■ **THE DATA**
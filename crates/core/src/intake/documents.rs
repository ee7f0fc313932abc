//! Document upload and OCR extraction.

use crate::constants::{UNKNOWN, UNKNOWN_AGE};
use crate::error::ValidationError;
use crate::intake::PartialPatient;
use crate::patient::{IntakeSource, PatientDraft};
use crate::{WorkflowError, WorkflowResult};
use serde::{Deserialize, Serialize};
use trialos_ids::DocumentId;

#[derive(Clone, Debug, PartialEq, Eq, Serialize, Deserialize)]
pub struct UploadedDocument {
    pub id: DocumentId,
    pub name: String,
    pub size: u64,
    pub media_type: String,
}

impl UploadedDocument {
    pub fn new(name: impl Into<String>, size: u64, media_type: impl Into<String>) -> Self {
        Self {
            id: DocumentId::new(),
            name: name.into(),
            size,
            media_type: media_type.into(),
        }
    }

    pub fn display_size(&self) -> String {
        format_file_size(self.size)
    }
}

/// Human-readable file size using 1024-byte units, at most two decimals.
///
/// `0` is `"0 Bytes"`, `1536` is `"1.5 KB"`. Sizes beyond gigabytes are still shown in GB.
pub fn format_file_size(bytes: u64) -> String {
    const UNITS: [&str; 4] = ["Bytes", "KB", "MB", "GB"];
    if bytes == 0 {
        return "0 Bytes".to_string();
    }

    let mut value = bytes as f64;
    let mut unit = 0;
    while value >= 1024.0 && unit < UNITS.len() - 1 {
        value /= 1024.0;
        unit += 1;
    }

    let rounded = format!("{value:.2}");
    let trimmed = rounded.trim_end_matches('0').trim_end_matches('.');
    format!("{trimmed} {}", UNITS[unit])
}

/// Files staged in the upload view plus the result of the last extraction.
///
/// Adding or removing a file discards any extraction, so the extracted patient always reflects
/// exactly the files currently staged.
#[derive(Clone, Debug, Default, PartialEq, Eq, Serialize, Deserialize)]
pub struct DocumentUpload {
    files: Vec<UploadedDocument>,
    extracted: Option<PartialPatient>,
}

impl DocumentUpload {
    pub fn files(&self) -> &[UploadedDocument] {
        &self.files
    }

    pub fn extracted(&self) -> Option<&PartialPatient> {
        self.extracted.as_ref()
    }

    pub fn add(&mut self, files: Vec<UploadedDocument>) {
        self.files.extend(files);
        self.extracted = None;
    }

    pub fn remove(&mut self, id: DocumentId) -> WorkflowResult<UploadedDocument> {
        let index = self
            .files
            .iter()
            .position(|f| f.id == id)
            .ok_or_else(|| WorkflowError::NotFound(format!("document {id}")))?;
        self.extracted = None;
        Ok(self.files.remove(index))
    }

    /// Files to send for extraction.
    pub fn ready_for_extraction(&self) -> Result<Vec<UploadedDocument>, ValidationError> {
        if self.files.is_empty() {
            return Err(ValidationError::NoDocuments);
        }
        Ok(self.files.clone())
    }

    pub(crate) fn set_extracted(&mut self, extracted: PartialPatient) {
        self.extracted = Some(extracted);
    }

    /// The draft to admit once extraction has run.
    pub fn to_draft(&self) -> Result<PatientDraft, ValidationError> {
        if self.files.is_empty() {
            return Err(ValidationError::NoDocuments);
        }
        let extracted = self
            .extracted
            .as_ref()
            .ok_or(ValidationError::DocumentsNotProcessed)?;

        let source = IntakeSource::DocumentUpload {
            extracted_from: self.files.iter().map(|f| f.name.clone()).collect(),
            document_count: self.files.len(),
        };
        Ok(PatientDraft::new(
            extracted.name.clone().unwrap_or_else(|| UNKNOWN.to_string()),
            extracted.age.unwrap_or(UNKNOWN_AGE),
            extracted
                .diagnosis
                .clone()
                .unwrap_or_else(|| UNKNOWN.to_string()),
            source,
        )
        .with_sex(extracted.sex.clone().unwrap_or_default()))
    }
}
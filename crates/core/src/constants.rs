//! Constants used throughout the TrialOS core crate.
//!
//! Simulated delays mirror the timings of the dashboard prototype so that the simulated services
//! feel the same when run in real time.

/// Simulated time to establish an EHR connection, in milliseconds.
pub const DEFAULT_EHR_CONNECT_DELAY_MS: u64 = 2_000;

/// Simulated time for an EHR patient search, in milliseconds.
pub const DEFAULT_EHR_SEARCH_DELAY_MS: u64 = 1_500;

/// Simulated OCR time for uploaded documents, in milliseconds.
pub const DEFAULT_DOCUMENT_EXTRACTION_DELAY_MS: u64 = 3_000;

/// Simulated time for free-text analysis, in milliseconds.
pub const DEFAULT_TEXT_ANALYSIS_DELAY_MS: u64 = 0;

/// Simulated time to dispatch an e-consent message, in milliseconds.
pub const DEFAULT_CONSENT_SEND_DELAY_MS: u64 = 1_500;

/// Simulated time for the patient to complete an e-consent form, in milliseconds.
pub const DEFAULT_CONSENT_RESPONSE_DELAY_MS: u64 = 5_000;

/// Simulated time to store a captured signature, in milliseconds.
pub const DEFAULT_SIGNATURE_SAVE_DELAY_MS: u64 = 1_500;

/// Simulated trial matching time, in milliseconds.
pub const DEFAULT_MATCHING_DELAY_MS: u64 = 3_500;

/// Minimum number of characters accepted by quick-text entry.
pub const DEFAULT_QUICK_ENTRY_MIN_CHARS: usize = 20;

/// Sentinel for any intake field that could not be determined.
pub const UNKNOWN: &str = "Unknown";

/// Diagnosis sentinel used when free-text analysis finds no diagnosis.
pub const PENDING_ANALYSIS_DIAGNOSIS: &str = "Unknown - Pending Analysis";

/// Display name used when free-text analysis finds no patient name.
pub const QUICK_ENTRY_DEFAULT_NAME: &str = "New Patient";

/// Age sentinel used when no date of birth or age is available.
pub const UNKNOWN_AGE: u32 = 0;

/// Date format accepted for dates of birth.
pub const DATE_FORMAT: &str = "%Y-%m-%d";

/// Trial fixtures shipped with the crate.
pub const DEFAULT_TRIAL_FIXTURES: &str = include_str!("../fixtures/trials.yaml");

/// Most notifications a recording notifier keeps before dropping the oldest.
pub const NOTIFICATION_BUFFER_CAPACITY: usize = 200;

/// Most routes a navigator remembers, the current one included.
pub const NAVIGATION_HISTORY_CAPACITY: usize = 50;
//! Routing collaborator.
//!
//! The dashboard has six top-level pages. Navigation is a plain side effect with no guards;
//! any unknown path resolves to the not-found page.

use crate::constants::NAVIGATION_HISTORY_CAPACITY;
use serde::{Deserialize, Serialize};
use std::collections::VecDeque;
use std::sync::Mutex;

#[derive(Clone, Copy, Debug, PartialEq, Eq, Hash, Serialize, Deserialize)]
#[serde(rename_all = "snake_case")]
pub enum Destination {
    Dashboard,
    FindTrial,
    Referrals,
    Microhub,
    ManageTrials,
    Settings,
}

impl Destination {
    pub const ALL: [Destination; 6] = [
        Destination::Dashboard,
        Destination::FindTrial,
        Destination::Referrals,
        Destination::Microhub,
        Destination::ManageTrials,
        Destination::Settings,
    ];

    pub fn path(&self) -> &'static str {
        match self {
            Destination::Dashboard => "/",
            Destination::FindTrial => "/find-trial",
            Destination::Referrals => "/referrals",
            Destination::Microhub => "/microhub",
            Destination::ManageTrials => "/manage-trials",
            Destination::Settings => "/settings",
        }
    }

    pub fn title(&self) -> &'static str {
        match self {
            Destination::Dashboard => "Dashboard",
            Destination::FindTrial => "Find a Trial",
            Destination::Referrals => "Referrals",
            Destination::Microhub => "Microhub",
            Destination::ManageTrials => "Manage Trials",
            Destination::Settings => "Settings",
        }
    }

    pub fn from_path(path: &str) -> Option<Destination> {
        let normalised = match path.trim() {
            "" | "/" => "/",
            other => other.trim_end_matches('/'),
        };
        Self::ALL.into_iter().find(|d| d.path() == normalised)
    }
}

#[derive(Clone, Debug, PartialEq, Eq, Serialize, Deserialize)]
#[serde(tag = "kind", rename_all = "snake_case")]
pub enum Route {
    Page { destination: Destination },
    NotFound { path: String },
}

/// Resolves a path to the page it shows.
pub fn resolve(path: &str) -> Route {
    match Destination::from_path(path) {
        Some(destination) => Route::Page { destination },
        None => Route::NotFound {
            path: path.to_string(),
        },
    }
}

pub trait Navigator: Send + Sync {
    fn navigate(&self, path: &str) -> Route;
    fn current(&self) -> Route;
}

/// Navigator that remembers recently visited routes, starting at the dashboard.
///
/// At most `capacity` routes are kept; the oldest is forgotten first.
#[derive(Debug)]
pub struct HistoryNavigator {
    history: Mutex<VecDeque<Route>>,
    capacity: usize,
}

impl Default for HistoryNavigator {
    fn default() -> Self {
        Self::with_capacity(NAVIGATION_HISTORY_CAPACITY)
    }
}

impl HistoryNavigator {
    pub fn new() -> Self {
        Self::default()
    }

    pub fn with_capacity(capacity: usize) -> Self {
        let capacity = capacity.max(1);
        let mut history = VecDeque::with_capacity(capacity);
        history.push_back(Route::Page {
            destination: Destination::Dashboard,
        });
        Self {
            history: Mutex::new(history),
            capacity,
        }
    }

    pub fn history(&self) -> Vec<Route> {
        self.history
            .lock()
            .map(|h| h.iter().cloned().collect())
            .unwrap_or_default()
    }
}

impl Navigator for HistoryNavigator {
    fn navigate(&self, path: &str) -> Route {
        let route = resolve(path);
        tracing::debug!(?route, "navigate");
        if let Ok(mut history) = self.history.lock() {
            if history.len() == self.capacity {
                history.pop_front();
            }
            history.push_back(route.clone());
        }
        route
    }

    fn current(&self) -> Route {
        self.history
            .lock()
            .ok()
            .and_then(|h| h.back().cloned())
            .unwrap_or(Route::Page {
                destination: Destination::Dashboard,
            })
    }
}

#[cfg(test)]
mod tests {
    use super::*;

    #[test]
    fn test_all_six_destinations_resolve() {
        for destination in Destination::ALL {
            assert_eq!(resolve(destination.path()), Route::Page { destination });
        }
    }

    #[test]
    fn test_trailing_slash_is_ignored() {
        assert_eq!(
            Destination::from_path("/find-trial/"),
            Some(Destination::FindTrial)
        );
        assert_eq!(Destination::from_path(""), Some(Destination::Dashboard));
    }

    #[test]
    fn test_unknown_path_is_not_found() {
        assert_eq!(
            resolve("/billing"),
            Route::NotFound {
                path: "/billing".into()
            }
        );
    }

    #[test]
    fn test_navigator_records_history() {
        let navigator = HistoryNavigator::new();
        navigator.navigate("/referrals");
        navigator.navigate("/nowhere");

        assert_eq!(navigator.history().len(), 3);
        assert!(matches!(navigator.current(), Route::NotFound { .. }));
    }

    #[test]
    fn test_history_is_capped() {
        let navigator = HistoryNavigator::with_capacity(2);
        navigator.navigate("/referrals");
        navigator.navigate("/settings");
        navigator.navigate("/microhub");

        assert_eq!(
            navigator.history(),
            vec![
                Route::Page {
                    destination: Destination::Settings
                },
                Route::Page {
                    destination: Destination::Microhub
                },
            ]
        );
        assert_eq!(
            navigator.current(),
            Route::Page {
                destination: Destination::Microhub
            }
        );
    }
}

■ **TASK BRIEF**
Which lines of the records above hold the word "derive"? Copy each of them.

■ **SOLUTION FOR THIS TASK**
#[derive(Clone, Debug, PartialEq, Eq, Serialize, Deserialize)]
#[derive(Clone, Debug, Default, PartialEq, Eq, Serialize, Deserialize)]
#[derive(Clone, Copy, Debug, PartialEq, Eq, Hash, Serialize, Deserialize)]
#[derive(Clone, Debug, PartialEq, Eq, Serialize, Deserialize)]
#[derive(Debug)]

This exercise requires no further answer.